Segment Open

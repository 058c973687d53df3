//! Structured form of a service description document.
//!
//! A document tells the proxy how to query one upstream POI provider
//! (`requestTypes`) and how to read the features it answers with
//! (`featureTypes`). Keys are camelCase on disk.

use serde::{Deserialize, Serialize};
use std::collections::BTreeMap;

fn default_format() -> String {
    "json".to_string()
}

fn default_encoding() -> String {
    "UTF-8".to_string()
}

/// A parsed service descriptor.
///
/// Once handed out by the registry it is never mutated.
#[derive(Debug, Clone, PartialEq, Serialize, Deserialize)]
#[serde(rename_all = "camelCase")]
pub struct ServiceDescriptor {
    /// Response format of the upstream service (e.g. "json", "xml").
    #[serde(default = "default_format")]
    pub format: String,

    #[serde(default, skip_serializing_if = "Option::is_none")]
    pub api_key: Option<String>,

    /// Text encoding of the upstream responses.
    #[serde(default = "default_encoding")]
    pub encoding: String,

    #[serde(default)]
    pub categories: Vec<String>,

    /// Maps a request kind (e.g. "browseByExtent") to its endpoint.
    pub request_types: BTreeMap<String, RequestType>,

    /// Maps a response format to the fields holding feature data.
    #[serde(default)]
    pub feature_types: BTreeMap<String, FeatureType>,
}

impl ServiceDescriptor {
    pub fn request_type(&self, name: &str) -> Option<&RequestType> {
        self.request_types.get(name)
    }

    /// The feature type matching the descriptor's own response format.
    pub fn feature_type(&self) -> Option<&FeatureType> {
        self.feature_types.get(&self.format)
    }
}

/// One way of querying the upstream service.
#[derive(Debug, Clone, PartialEq, Serialize, Deserialize)]
#[serde(rename_all = "camelCase")]
pub struct RequestType {
    /// URL template with `__PARAM__` style placeholders.
    pub url: String,

    #[serde(default)]
    pub params: Vec<String>,
}

/// Where point data lives inside an upstream response.
#[derive(Debug, Clone, PartialEq, Default, Serialize, Deserialize)]
#[serde(rename_all = "camelCase")]
pub struct FeatureType {
    /// Path of the element that starts a new feature.
    #[serde(default)]
    pub feature: String,

    /// Attribute elements copied onto each feature.
    #[serde(default)]
    pub elements: Vec<String>,

    #[serde(default, skip_serializing_if = "Option::is_none")]
    pub lon: Option<String>,

    #[serde(default, skip_serializing_if = "Option::is_none")]
    pub lat: Option<String>,

    /// Longitude and latitude come in a single element.
    #[serde(default)]
    pub combined_lon_lat: bool,

    #[serde(default, skip_serializing_if = "Option::is_none")]
    pub lon_lat_separator: Option<String>,
}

Segment Closed

## PROBLEM STATEMENT
Reproduce all of the material above without alteration.

## RESULT BELOW
repository 058c973687d53df3
//! Structured form of a service description document.
//!
//! A document tells the proxy how to query one upstream POI provider
//! (`requestTypes`) and how to read the features it answers with
//! (`featureTypes`). Keys are camelCase on disk.

use serde::{Deserialize, Serialize};
use std::collections::BTreeMap;

fn default_format() -> String {
    "json".to_string()
}

fn default_encoding() -> String {
    "UTF-8".to_string()
}

/// A parsed service descriptor.
///
/// Once handed out by the registry it is never mutated.
#[derive(Debug, Clone, PartialEq, Serialize, Deserialize)]
#[serde(rename_all = "camelCase")]
pub struct ServiceDescriptor {
    /// Response format of the upstream service (e.g. "json", "xml").
    #[serde(default = "default_format")]
    pub format: String,

    #[serde(default, skip_serializing_if = "Option::is_none")]
    pub api_key: Option<String>,

    /// Text encoding of the upstream responses.
    #[serde(default = "default_encoding")]
    pub encoding: String,

    #[serde(default)]
    pub categories: Vec<String>,

    /// Maps a request kind (e.g. "browseByExtent") to its endpoint.
    pub request_types: BTreeMap<String, RequestType>,

    /// Maps a response format to the fields holding feature data.
    #[serde(default)]
    pub feature_types: BTreeMap<String, FeatureType>,
}

impl ServiceDescriptor {
    pub fn request_type(&self, name: &str) -> Option<&RequestType> {
        self.request_types.get(name)
    }

    /// The feature type matching the descriptor's own response format.
    pub fn feature_type(&self) -> Option<&FeatureType> {
        self.feature_types.get(&self.format)
    }
}

/// One way of querying the upstream service.
#[derive(Debug, Clone, PartialEq, Serialize, Deserialize)]
#[serde(rename_all = "camelCase")]
pub struct RequestType {
    /// URL template with `__PARAM__` style placeholders.
    pub url: String,

    #[serde(default)]
    pub params: Vec<String>,
}

/// Where point data lives inside an upstream response.
#[derive(Debug, Clone, PartialEq, Default, Serialize, Deserialize)]
#[serde(rename_all = "camelCase")]
pub struct FeatureType {
    /// Path of the element that starts a new feature.
    #[serde(default)]
    pub feature: String,

    /// Attribute elements copied onto each feature.
    #[serde(default)]
    pub elements: Vec<String>,

    #[serde(default, skip_serializing_if = "Option::is_none")]
    pub lon: Option<String>,

    #[serde(default, skip_serializing_if = "Option::is_none")]
    pub lat: Option<String>,

    /// Longitude and latitude come in a single element.
    #[serde(default)]
    pub combined_lon_lat: bool,

    #[serde(default, skip_serializing_if = "Option::is_none")]
    pub lon_lat_separator: Option<String>,
}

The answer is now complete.